I don’t know how it happened, but word spread through the classroom and by afternoon recess, I found that the entire class was in attendance for the wedding.

I was mortified. What had begun as a sweet game with the boy I liked suddenly became a public exhibition. I couldn’t take it. I ran away and hid from my class for the rest of that recess break.

Poor Joel. My desertion had humiliated him and he never really spoke to me again. I always felt rather sorry… but I guess I learned to be careful about who I agreed to marry.

Retreat

19 Jul

My house just keeps getting worse. Summer is so chaotic . We just want to be OUT, but there’s still dishes and laundry piling up and toys always underfoot and half-finished colouring pages and used sleeping bags and half-empty bottles of sunscreen and that dead fly-covered vole Crook somehow caught despite being leashed in the backyard. Plus the actual work work that needs to be done. I’m running from one urgent must-do to another and never catching up.

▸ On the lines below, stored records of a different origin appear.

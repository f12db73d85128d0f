use std::{collections::BTreeSet, fmt, str::FromStr};

use logos::Logos;
use tracing::trace;

use crate::error::LexError;

/// A token paired with the byte offset where it starts.
pub type Spanned = (Token, usize);

/// Represents a lexical token in an arithmetic expression.
///
/// A token is a minimal but meaningful unit of text produced by the lexer.
/// [`tokenize`] always terminates the sequence with [`Token::End`].
#[derive(Logos, Debug, PartialEq, Clone, Copy)]
#[logos(error = LexFault)]
pub enum Token {
    /// Numeric literal tokens, such as `42` or `3.14`.
    #[regex(r"[0-9]+(\.[0-9]+)?", parse_number)]
    #[regex(r"[0-9]+\.", reject_dangling_point)]
    Number(f64),
    /// `+`
    #[token("+")]
    Plus,
    /// `-`
    #[token("-")]
    Minus,
    /// `*`
    #[token("*")]
    Star,
    /// `/`
    #[token("/")]
    Slash,
    /// `(`
    #[token("(")]
    LParen,
    /// `)`
    #[token(")")]
    RParen,
    /// End of input. Never matched from text; appended by [`tokenize`].
    End,
}

impl fmt::Display for Token {
    fn fmt(&self, f: &mut fmt::Formatter<'_>) -> fmt::Result {
        match self {
            Self::Number(value) => write!(f, "'{value}'"),
            Self::Plus => write!(f, "'+'"),
            Self::Minus => write!(f, "'-'"),
            Self::Star => write!(f, "'*'"),
            Self::Slash => write!(f, "'/'"),
            Self::LParen => write!(f, "'('"),
            Self::RParen => write!(f, "')'"),
            Self::End => write!(f, "end of input"),
        }
    }
}

/// Why the lexer rejected a slice of input.
///
/// Logos reports unmatched input with the default variant; the callbacks
/// below produce the others.
#[derive(Debug, Clone, Copy, PartialEq, Eq, Default)]
pub enum LexFault {
    /// No token pattern matches at this position.
    #[default]
    InvalidCharacter,
    /// A literal ends with a decimal point.
    DanglingPoint,
    /// A literal does not fit in a finite `f64`.
    TooLarge,
}

/// How invalid characters are reported.
#[derive(Debug, Clone, Copy, PartialEq, Eq, Default)]
pub enum InvalidCharacterPolicy {
    /// Stop at the first character that cannot start a token.
    #[default]
    First,
    /// Scan the whole input and report every character outside the
    /// expression alphabet at once.
    Collect,
}

impl fmt::Display for InvalidCharacterPolicy {
    fn fmt(&self, f: &mut fmt::Formatter<'_>) -> fmt::Result {
        match self {
            Self::First => write!(f, "first"),
            Self::Collect => write!(f, "collect"),
        }
    }
}

impl FromStr for InvalidCharacterPolicy {
    type Err = String;

    fn from_str(s: &str) -> Result<Self, Self::Err> {
        match s.to_ascii_lowercase().as_str() {
            "first" => Ok(Self::First),
            "collect" | "all" => Ok(Self::Collect),
            other => Err(format!("unknown invalid-character policy '{other}', expected 'first' or 'collect'")),
        }
    }
}

/// Parses a numeric literal from the current token slice.
///
/// # Parameters
/// - `lex`: Reference to the Logos lexer at the current token.
///
/// # Returns
/// - `Ok(f64)`: The parsed value.
/// - `Err(LexFault::TooLarge)`: If the value is not finite.
fn parse_number(lex: &mut logos::Lexer<Token>) -> Result<f64, LexFault> {
    match lex.slice().parse::<f64>() {
        Ok(value) if value.is_finite() => Ok(value),
        _ => Err(LexFault::TooLarge),
    }
}

/// Rejects a literal that ends with `.` such as `2.`.
fn reject_dangling_point(_lex: &mut logos::Lexer<Token>) -> Result<f64, LexFault> {
    Err(LexFault::DanglingPoint)
}

/// Returns whether `c` may appear in a normalized expression at all.
#[must_use]
pub const fn is_expression_char(c: char) -> bool {
    c.is_ascii_digit() || matches!(c, '+' | '-' | '*' | '/' | '(' | ')' | '.')
}

/// Tokenizes an expression, failing at the first invalid character.
///
/// The input is expected in normalized form (see
/// [`crate::cache::normalize`]); whitespace is an invalid character here.
///
/// # Errors
/// Returns a [`LexError`] for invalid characters, literals with a dangling
/// decimal point and literals too large to represent.
///
/// # Example
/// ```
/// use memocalc::interpreter::lexer::{Token, tokenize};
///
/// let tokens = tokenize("2+3.5").unwrap();
/// assert_eq!(tokens,
///            vec![(Token::Number(2.0), 0),
///                 (Token::Plus, 1),
///                 (Token::Number(3.5), 2),
///                 (Token::End, 5)]);
///
/// assert!(tokenize("2+a").is_err());
/// ```
pub fn tokenize(source: &str) -> Result<Vec<Spanned>, LexError> {
    tokenize_with(source, InvalidCharacterPolicy::First)
}

/// Tokenizes an expression using the given invalid-character policy.
///
/// The whole input is tokenized before anything is returned; the resulting
/// vector always ends with [`Token::End`] positioned at `source.len()`.
///
/// # Errors
/// See [`tokenize`]. With [`InvalidCharacterPolicy::Collect`] every invalid
/// character is reported in one [`LexError::InvalidCharacter`], sorted and
/// de-duplicated.
pub fn tokenize_with(source: &str,
                     policy: InvalidCharacterPolicy)
                     -> Result<Vec<Spanned>, LexError> {
    if policy == InvalidCharacterPolicy::Collect {
        collect_invalid_characters(source)?;
    }

    let mut tokens = Vec::new();
    let mut lexer = Token::lexer(source);

    while let Some(token) = lexer.next() {
        let span = lexer.span();
        match token {
            Ok(tok) => tokens.push((tok, span.start)),
            Err(LexFault::InvalidCharacter) => {
                let found = source.get(span.start..)
                                  .and_then(|rest| rest.chars().next())
                                  .unwrap_or(char::REPLACEMENT_CHARACTER);
                return Err(LexError::InvalidCharacter { chars:    vec![found],
                                                        position: span.start, });
            },
            Err(LexFault::DanglingPoint) => {
                return Err(LexError::MalformedNumber { literal:  lexer.slice().to_string(),
                                                       position: span.start, });
            },
            Err(LexFault::TooLarge) => {
                return Err(LexError::LiteralTooLarge { literal:  lexer.slice().to_string(),
                                                       position: span.start, });
            },
        }
    }

    tokens.push((Token::End, source.len()));
    trace!(count = tokens.len(), "tokenized expression");

    Ok(tokens)
}

fn collect_invalid_characters(source: &str) -> Result<(), LexError> {
    let Some(position) = source.char_indices()
                               .find(|(_, c)| !is_expression_char(*c))
                               .map(|(i, _)| i)
    else {
        return Ok(());
    };

    let chars: BTreeSet<char> = source.chars().filter(|c| !is_expression_char(*c)).collect();

    Err(LexError::InvalidCharacter { chars: chars.into_iter().collect(),
                                     position })
}

#[cfg(test)]
mod tests {
    use super::*;

    fn kinds(source: &str) -> Vec<Token> {
        tokenize(source).unwrap().into_iter().map(|(tok, _)| tok).collect()
    }

    #[test]
    fn empty_input_is_only_end() {
        assert_eq!(tokenize("").unwrap(), vec![(Token::End, 0)]);
    }

    #[test]
    fn operators_and_parentheses() {
        assert_eq!(kinds("(1-2)*3/4"),
                   vec![Token::LParen,
                        Token::Number(1.0),
                        Token::Minus,
                        Token::Number(2.0),
                        Token::RParen,
                        Token::Star,
                        Token::Number(3.0),
                        Token::Slash,
                        Token::Number(4.0),
                        Token::End]);
    }

    #[test]
    fn whitespace_is_not_a_token() {
        let err = tokenize("1 +2").unwrap_err();
        assert_eq!(err,
                   LexError::InvalidCharacter { chars:    vec![' '],
                                                position: 1, });
    }

    #[test]
    fn first_invalid_character_is_reported() {
        let err = tokenize("2+a*b").unwrap_err();
        assert_eq!(err,
                   LexError::InvalidCharacter { chars:    vec!['a'],
                                                position: 2, });
    }

    #[test]
    fn collect_policy_reports_every_invalid_character() {
        let err = tokenize_with("x+2*b+x", InvalidCharacterPolicy::Collect).unwrap_err();
        assert_eq!(err,
                   LexError::InvalidCharacter { chars:    vec!['b', 'x'],
                                                position: 0, });
    }

    #[test]
    fn collect_policy_accepts_valid_input() {
        assert_eq!(tokenize_with("1+2", InvalidCharacterPolicy::Collect).unwrap(),
                   tokenize("1+2").unwrap());
    }

    #[test]
    fn dangling_point_is_malformed() {
        let err = tokenize("2.+1").unwrap_err();
        assert_eq!(err,
                   LexError::MalformedNumber { literal:  "2.".to_string(),
                                               position: 0, });
    }

    #[test]
    fn leading_point_is_invalid() {
        let err = tokenize(".5").unwrap_err();
        assert!(matches!(err, LexError::InvalidCharacter { ref chars, position: 0 } if chars == &['.']));
    }

    #[test]
    fn second_point_is_invalid() {
        let err = tokenize("1.2.3").unwrap_err();
        assert!(matches!(err, LexError::InvalidCharacter { position: 3, .. }));
    }

    #[test]
    fn huge_literal_is_rejected() {
        let literal = "9".repeat(400);
        let err = tokenize(&literal).unwrap_err();
        assert!(matches!(err, LexError::LiteralTooLarge { position: 0, .. }));
    }

    #[test]
    fn non_ascii_character_is_reported_whole() {
        let err = tokenize("1+é").unwrap_err();
        assert_eq!(err,
                   LexError::InvalidCharacter { chars:    vec!['é'],
                                                position: 2, });
    }

    #[test]
    fn policy_from_str() {
        assert_eq!("first".parse::<InvalidCharacterPolicy>(),
                   Ok(InvalidCharacterPolicy::First));
        assert_eq!("Collect".parse::<InvalidCharacterPolicy>(),
                   Ok(InvalidCharacterPolicy::Collect));
        assert!("nope".parse::<InvalidCharacterPolicy>().is_err());
    }
}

I don’t mean to complain, but the truth is that the havoc wears on all of our nerves.

Today I have a rare break from the urgency — no gig coming right up that I need to write charts for, no emergency underwear situations, so I will wash a few dishes, haul out a few camping supplies to the shed… and get ready for my 3-day retreat.

I can’t remember if I’ve ever spent more than a few hours completely alone. Sunday, I’m packing up the car with food, some paper and pens, and a good book or two and I’m heading to a friend’s cabin for two nights all to myself. I’m not sure what it will be like. I can’t possibly imagine getting bored, but will I get lonely? I think I’ll be okay.

I envision some time just sitting in the woods (weather permitting) or by the lake, some serious reading time, maybe time to write down some thoughts, or even new song lyrics. I intend to do some meditation. I might even do some work… some enjoyable work that I can complete from start to finish without outside interruption.

Two nights. The possibilities seem limitless, don’t you think?